In the dark he kneeled down and took a drink from the spring. He felt all right. He knew he was going to be a great writer. He knew things and they couldn’t touch him. Nobody could. Only he did not know enough things. That would come all right. He knew. The water was cold and made his eyes ache. He had swallowed too big a gulp. Like ice cream. That’s the way with drinking with your nose underwater. He’d better go swimming. Thinking was no good. It started and went on so. He walked down the road, past the car and the big warehouse on the left where apples and potatoes were loaded onto the boats in the fall, past the white-painted Bean house where they danced by lantern light sometimes on the hardwood floor, out on the dock to where they were swimming.

They were all swimming off the end of the dock. As Nick walked along the rough boards high above the water he heard the double protest of the long springboard and a splash. The water lapped below in the piles. That must be the Ghee, he thought. Kate came up out of the water like a seal and pulled herself up the ladder.

“It’s Wemedge,” she shouted to the others. “Come on in, Wemedge. It’s wonderful.”

“Hi, Wemedge,” said Odgar. “Boy it’s great.”

“Where’s Wemedge?” It was the Ghee, swimming far out.

“Is this man Wemedge a nonswimmer?” Bill’s voice very deep and bass over the water.

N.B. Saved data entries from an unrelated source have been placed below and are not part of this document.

//! Postgres-backed ledger store.
//!
//! Each mutation runs in one transaction: the scoped row is locked with
//! `SELECT ... FOR UPDATE`, changed, and the audit row is inserted before
//! commit. A failed audit insert rolls the mutation back.
//!
//! ## Error Mapping
//!
//! | SQLx Error | StoreError |
//! |------------|------------|
//! | Database / PoolClosed / Io / other | `Database` |
//! | Row decode (`ColumnDecode`, bad `action`) | `CorruptRow` |
//!
//! `Rejected` is not a SQLx error: it carries the domain error raised while
//! applying an update to the locked row, after which the transaction is
//! rolled back.

use std::sync::Arc;

use async_trait::async_trait;
use chrono::{DateTime, Utc};
use sqlx::{PgPool, Postgres, Row, Transaction};
use tracing::{Span, instrument};

use fieldtrack_core::OwnerId;
use fieldtrack_inventory::{
    AuditAction, AuditEntry, AuditEntryId, InventoryItem, InventoryItemId, ItemUpdate, ListFilter, NewItem,
};

use super::store::{LedgerStore, StoreError};

const SCHEMA: &str = include_str!("../../migrations/0001_inventory_ledger.sql");

const ITEM_COLUMNS: &str =
    "id, name, quantity, unit, unit_cost, location, low_stock_alert, notes, created, owner_id";

/// Postgres ledger store.
///
/// Every query filters on `owner_id`, so rows of other owners (and rows with
/// a NULL owner) are unreachable through this type.
#[derive(Debug, Clone)]
pub struct PostgresLedgerStore {
    pool: Arc<PgPool>,
}

impl PostgresLedgerStore {
    pub fn new(pool: PgPool) -> Self {
        Self { pool: Arc::new(pool) }
    }

    /// Create the ledger tables if missing. Safe to run on every start.
    #[instrument(skip(self), err)]
    pub async fn ensure_schema(&self) -> Result<(), StoreError> {
        sqlx::raw_sql(SCHEMA)
            .execute(&*self.pool)
            .await
            .map_err(|e| map_sqlx_error("ensure_schema", e))?;
        Ok(())
    }

    async fn begin(&self) -> Result<Transaction<'static, Postgres>, StoreError> {
        self.pool
            .begin()
            .await
            .map_err(|e| map_sqlx_error("begin_transaction", e))
    }
}

#[async_trait]
impl LedgerStore for PostgresLedgerStore {
    #[instrument(skip(self, item), fields(owner_id = %item.owner_id, item_id = tracing::field::Empty), err)]
    async fn insert(&self, item: NewItem, at: DateTime<Utc>) -> Result<(InventoryItem, AuditEntry), StoreError> {
        let mut tx = self.begin().await?;

        let row = sqlx::query(
            r#"
            INSERT INTO inventory_item (
                name, quantity, unit, unit_cost, location, low_stock_alert, notes, created, owner_id
            )
            VALUES ($1, $2, $3, $4, $5, $6, $7, $8, $9)
            RETURNING id
            "#,
        )
        .bind(&item.name)
        .bind(item.quantity)
        .bind(&item.unit)
        .bind(item.unit_cost)
        .bind(&item.location)
        .bind(item.low_stock_alert)
        .bind(&item.notes)
        .bind(at)
        .bind(item.owner_id.get())
        .fetch_one(&mut *tx)
        .await
        .map_err(|e| map_sqlx_error("insert_item", e))?;

        let id: i64 = row
            .try_get("id")
            .map_err(|e| corrupt("inventory_item", e))?;
        let id = InventoryItemId::new(id);
        let owner = item.owner_id;

        let entry = insert_audit(&mut tx, id, AuditAction::Create, owner, at).await?;

        tx.commit()
            .await
            .map_err(|e| map_sqlx_error("commit_transaction", e))?;

        Span::current().record("item_id", id.get());
        Ok((item.into_item(id, at), entry))
    }

    #[instrument(skip(self, update), fields(item_id = %id, owner_id = %owner), err)]
    async fn update(
        &self,
        id: InventoryItemId,
        owner: OwnerId,
        update: &ItemUpdate,
        at: DateTime<Utc>,
    ) -> Result<Option<(InventoryItem, AuditEntry)>, StoreError> {
        let mut tx = self.begin().await?;

        let Some(mut item) = lock_scoped(&mut tx, id, owner).await? else {
            tx.rollback()
                .await
                .map_err(|e| map_sqlx_error("rollback", e))?;
            return Ok(None);
        };

        if let Err(err) = update.apply(&mut item) {
            tx.rollback()
                .await
                .map_err(|e| map_sqlx_error("rollback", e))?;
            return Err(StoreError::Rejected(err));
        }

        sqlx::query(
            r#"
            UPDATE inventory_item
            SET name = $3,
                quantity = $4,
                unit = $5,
                unit_cost = $6,
                location = $7,
                low_stock_alert = $8,
                notes = $9
            WHERE id = $1 AND owner_id = $2
            "#,
        )
        .bind(id.get())
        .bind(owner.get())
        .bind(&item.name)
        .bind(item.quantity)
        .bind(&item.unit)
        .bind(item.unit_cost)
        .bind(&item.location)
        .bind(item.low_stock_alert)
        .bind(&item.notes)
        .execute(&mut *tx)
        .await
        .map_err(|e| map_sqlx_error("update_item", e))?;

        let entry = insert_audit(&mut tx, id, AuditAction::Update, owner, at).await?;

        tx.commit()
            .await
            .map_err(|e| map_sqlx_error("commit_transaction", e))?;

        Ok(Some((item, entry)))
    }

    #[instrument(skip(self), fields(item_id = %id, owner_id = %owner), err)]
    async fn delete(
        &self,
        id: InventoryItemId,
        owner: OwnerId,
        at: DateTime<Utc>,
    ) -> Result<Option<AuditEntry>, StoreError> {
        let mut tx = self.begin().await?;

        if lock_scoped(&mut tx, id, owner).await?.is_none() {
            tx.rollback()
                .await
                .map_err(|e| map_sqlx_error("rollback", e))?;
            return Ok(None);
        }

        sqlx::query("DELETE FROM inventory_item WHERE id = $1 AND owner_id = $2")
            .bind(id.get())
            .bind(owner.get())
            .execute(&mut *tx)
            .await
            .map_err(|e| map_sqlx_error("delete_item", e))?;

        let entry = insert_audit(&mut tx, id, AuditAction::Delete, owner, at).await?;

        tx.commit()
            .await
            .map_err(|e| map_sqlx_error("commit_transaction", e))?;

        Ok(Some(entry))
    }

    #[instrument(skip(self), fields(item_id = %id, owner_id = %owner), err)]
    async fn get(&self, id: InventoryItemId, owner: OwnerId) -> Result<Option<InventoryItem>, StoreError> {
        let row = sqlx::query(&format!(
            "SELECT {ITEM_COLUMNS} FROM inventory_item WHERE id = $1 AND owner_id = $2"
        ))
        .bind(id.get())
        .bind(owner.get())
        .fetch_optional(&*self.pool)
        .await
        .map_err(|e| map_sqlx_error("get_item", e))?;

        row.as_ref().map(item_from_row).transpose()
    }

    #[instrument(skip(self, filter), fields(owner_id = %owner, item_count = tracing::field::Empty), err)]
    async fn list(&self, owner: OwnerId, filter: &ListFilter) -> Result<Vec<InventoryItem>, StoreError> {
        let location = filter.location.as_deref().filter(|l| !l.is_empty());

        let rows = sqlx::query(&format!(
            r#"
            SELECT {ITEM_COLUMNS}
            FROM inventory_item
            WHERE owner_id = $1
              AND ($2::TEXT IS NULL OR location = $2)
              AND (NOT $3 OR quantity <= low_stock_alert)
            ORDER BY id ASC
            "#
        ))
        .bind(owner.get())
        .bind(location)
        .bind(filter.low_stock)
        .fetch_all(&*self.pool)
        .await
        .map_err(|e| map_sqlx_error("list_items", e))?;

        let items = rows.iter().map(item_from_row).collect::<Result<Vec<_>, _>>()?;
        Span::current().record("item_count", items.len());
        Ok(items)
    }

    #[instrument(skip(self), fields(owner_id = %owner), err)]
    async fn audit_trail(
        &self,
        owner: OwnerId,
        item_id: Option<InventoryItemId>,
    ) -> Result<Vec<AuditEntry>, StoreError> {
        let rows = sqlx::query(
            r#"
            SELECT id, item_id, action, owner_id, timestamp
            FROM inventory_audit
            WHERE owner_id = $1
              AND ($2::BIGINT IS NULL OR item_id = $2)
            ORDER BY id ASC
            "#,
        )
        .bind(owner.get())
        .bind(item_id.map(|id| id.get()))
        .fetch_all(&*self.pool)
        .await
        .map_err(|e| map_sqlx_error("audit_trail", e))?;

        rows.iter().map(audit_from_row).collect()
    }

    #[instrument(skip(self), err)]
    async fn highest_owner_id(&self) -> Result<Option<OwnerId>, StoreError> {
        let row = sqlx::query(
            r#"
            SELECT GREATEST(
                (SELECT MAX(owner_id) FROM inventory_item),
                (SELECT MAX(owner_id) FROM inventory_audit)
            ) AS highest
            "#,
        )
        .fetch_one(&*self.pool)
        .await
        .map_err(|e| map_sqlx_error("highest_owner_id", e))?;

        let highest: Option<i64> = row
            .try_get("highest")
            .map_err(|e| corrupt("inventory_item", e))?;
        Ok(highest.map(OwnerId::new))
    }
}

/// Lock and load the item if it belongs to `owner`.
async fn lock_scoped(
    tx: &mut Transaction<'_, Postgres>,
    id: InventoryItemId,
    owner: OwnerId,
) -> Result<Option<InventoryItem>, StoreError> {
    let row = sqlx::query(&format!(
        "SELECT {ITEM_COLUMNS} FROM inventory_item WHERE id = $1 AND owner_id = $2 FOR UPDATE"
    ))
    .bind(id.get())
    .bind(owner.get())
    .fetch_optional(&mut **tx)
    .await
    .map_err(|e| map_sqlx_error("lock_item", e))?;

    row.as_ref().map(item_from_row).transpose()
}

async fn insert_audit(
    tx: &mut Transaction<'_, Postgres>,
    item_id: InventoryItemId,
    action: AuditAction,
    owner: OwnerId,
    at: DateTime<Utc>,
) -> Result<AuditEntry, StoreError> {
    let row = sqlx::query(
        r#"
        INSERT INTO inventory_audit (item_id, action, owner_id, timestamp)
        VALUES ($1, $2, $3, $4)
        RETURNING id
        "#,
    )
    .bind(item_id.get())
    .bind(action.as_str())
    .bind(owner.get())
    .bind(at)
    .fetch_one(&mut **tx)
    .await
    .map_err(|e| map_sqlx_error("insert_audit", e))?;

    let id: i64 = row
        .try_get("id")
        .map_err(|e| corrupt("inventory_audit", e))?;

    Ok(AuditEntry {
        id: AuditEntryId::new(id),
        item_id,
        action,
        owner_id: owner,
        timestamp: at,
    })
}

fn item_from_row(row: &sqlx::postgres::PgRow) -> Result<InventoryItem, StoreError> {
    let decode = |e| corrupt("inventory_item", e);
    Ok(InventoryItem {
        id: InventoryItemId::new(row.try_get("id").map_err(decode)?),
        name: row.try_get("name").map_err(decode)?,
        quantity: row.try_get("quantity").map_err(decode)?,
        unit: row.try_get("unit").map_err(decode)?,
        unit_cost: row.try_get("unit_cost").map_err(decode)?,
        location: row.try_get("location").map_err(decode)?,
        low_stock_alert: row.try_get("low_stock_alert").map_err(decode)?,
        notes: row.try_get("notes").map_err(decode)?,
        created: row.try_get("created").map_err(decode)?,
        owner_id: row
            .try_get::<Option<i64>, _>("owner_id")
            .map_err(decode)?
            .map(OwnerId::new),
    })
}

fn audit_from_row(row: &sqlx::postgres::PgRow) -> Result<AuditEntry, StoreError> {
    let decode = |e| corrupt("inventory_audit", e);
    let action: String = row.try_get("action").map_err(decode)?;
    let action = action.parse::<AuditAction>().map_err(|e| StoreError::CorruptRow {
        table: "inventory_audit",
        message: e.to_string(),
    })?;

    Ok(AuditEntry {
        id: AuditEntryId::new(row.try_get("id").map_err(decode)?),
        item_id: InventoryItemId::new(row.try_get("item_id").map_err(decode)?),
        action,
        owner_id: OwnerId::new(row.try_get("owner_id").map_err(decode)?),
        timestamp: row.try_get("timestamp").map_err(decode)?,
    })
}

fn corrupt(table: &'static str, err: sqlx::Error) -> StoreError {
    StoreError::CorruptRow {
        table,
        message: err.to_string(),
    }
}

/// Map SQLx errors to StoreError.
fn map_sqlx_error(operation: &'static str, err: sqlx::Error) -> StoreError {
    match err {
        sqlx::Error::Database(db_err) => StoreError::Database {
            operation,
            message: match db_err.code() {
                Some(code) => format!("{} (sqlstate {})", db_err.message(), code),
                None => db_err.message().to_string(),
            },
        },
        sqlx::Error::ColumnDecode { .. } | sqlx::Error::Decode(_) => StoreError::CorruptRow {
            table: operation,
            message: err.to_string(),
        },
        sqlx::Error::PoolClosed => StoreError::Database {
            operation,
            message: "connection pool closed".to_string(),
        },
        other => StoreError::Database {
            operation,
            message: other.to_string(),
        },
    }
}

Nick felt good. It was fun to have people yell at you like that. He scuffed off his canvas shoes, pulled his shirt over his head and stepped out of his trousers. His bare feet felt the sandy planks of the dock. He ran very quickly out the yielding plank of the springboard, his toes shoved against the end of the board, he tightened and he was in the water, smoothly and deeply, with no consciousness of the dive. He had breathed in deeply as he took off and now went on and on through the water, holding his back arched, feet straight and trailing. Then he was on the surface, floating face down. He rolled over and opened his eyes. He did not care anything about swimming, only to dive and be underwater.

“How is it, Wemedge?” The Ghee was just behind him.

“Warm as piss,” Nick said.

He took a deep breath, took hold of his ankles with his hands, his knees under his chin, and sank slowly down into the water, it was warm at the top but he dropped quickly into cool, then cold. As he neared the bottom it was quite cold. Nick floated down gently against the bottom. It was marly and his toes hated it as he uncurled and shoved hard against it to come up to the air. It was strange coming up from underwater into the dark. Nick rested in the water, barely paddling and comfortable. Odgar and Kate were talking together up on the dock.

“Have you ever swum in a sea where it was phos­phorescent, Carl?”

“No.” Odgar’s voice was unnatural talking to Kate.

We might rub ourselves all over with matches, Nick thought. He took a deep breath, drew his knees up, clasped tight and sank, this time with his eyes open. He sank gently, first going off to one side, then sinking head first. It was no good. He could not see under­water in the dark. He was right to keep his eyes shut when he first dove in. It was funny about reactions like that. They weren’t always right, though. He did not go all the way down but straightened out and swam along and up through the cool, keeping just below the warm surface water. It was funny how much fun it was to swim underwater and how little real fun there was in plain swimming. It was fun to swim on the surface in the ocean. That was the buoyancy. But there was the taste of the brine and the way it made you thirsty. Fresh water was better. Just like this on a hot night. He came up for air just under the projecting edge of the dock and climbed up the ladder.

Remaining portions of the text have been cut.